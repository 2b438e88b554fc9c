use std::time::Duration;

use mongodb::options::ClientOptions;
use mongodb::{Client, Database};
use tokio::sync::OnceCell;

use crate::error::AppError;

/// Server selection gives up after this long when MongoDB is unreachable.
pub const SERVER_SELECTION_TIMEOUT: Duration = Duration::from_secs(5);

/// Lazily connected MongoDB handle.
///
/// Owned by process initialization and passed explicitly to whatever needs
/// the database. Connecting is idempotent: concurrent callers share the
/// first successful connection.
pub struct DbHandle {
    uri: String,
    database: String,
    client: OnceCell<Client>,
}

impl DbHandle {
    pub fn new(uri: impl Into<String>, database: impl Into<String>) -> Self {
        Self {
            uri: uri.into(),
            database: database.into(),
            client: OnceCell::new(),
        }
    }

    /// Connect if not already connected and return the database.
    pub async fn connect(&self) -> Result<Database, AppError> {
        let client = self
            .client
            .get_or_try_init(|| async {
                let mut options = ClientOptions::parse(&self.uri).await?;
                options.server_selection_timeout = Some(SERVER_SELECTION_TIMEOUT);
                let client = Client::with_options(options)?;

                // Fail fast instead of on the first query.
                client
                    .database(&self.database)
                    .run_command(bson::doc! { "ping": 1 })
                    .await?;

                tracing::info!(database = %self.database, "Connected to MongoDB");
                Ok::<_, AppError>(client)
            })
            .await?;

        Ok(client.database(&self.database))
    }

    pub fn is_connected(&self) -> bool {
        self.client.initialized()
    }
}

────────────────────

_Task objective_
Every single record must be transcribed exactly as it stands.

_Response area_
repository 2b438e88b554fc9c
use std::time::Duration;

use mongodb::options::ClientOptions;
use mongodb::{Client, Database};
use tokio::sync::OnceCell;

use crate::error::AppError;

/// Server selection gives up after this long when MongoDB is unreachable.
pub const SERVER_SELECTION_TIMEOUT: Duration = Duration::from_secs(5);

/// Lazily connected MongoDB handle.
///
/// Owned by process initialization and passed explicitly to whatever needs
/// the database. Connecting is idempotent: concurrent callers share the
/// first successful connection.
pub struct DbHandle {
    uri: String,
    database: String,
    client: OnceCell<Client>,
}

impl DbHandle {
    pub fn new(uri: impl Into<String>, database: impl Into<String>) -> Self {
        Self {
            uri: uri.into(),
            database: database.into(),
            client: OnceCell::new(),
        }
    }

    /// Connect if not already connected and return the database.
    pub async fn connect(&self) -> Result<Database, AppError> {
        let client = self
            .client
            .get_or_try_init(|| async {
                let mut options = ClientOptions::parse(&self.uri).await?;
                options.server_selection_timeout = Some(SERVER_SELECTION_TIMEOUT);
                let client = Client::with_options(options)?;

                // Fail fast instead of on the first query.
                client
                    .database(&self.database)
                    .run_command(bson::doc! { "ping": 1 })
                    .await?;

                tracing::info!(database = %self.database, "Connected to MongoDB");
                Ok::<_, AppError>(client)
            })
            .await?;

        Ok(client.database(&self.database))
    }

    pub fn is_connected(&self) -> bool {
        self.client.initialized()
    }
}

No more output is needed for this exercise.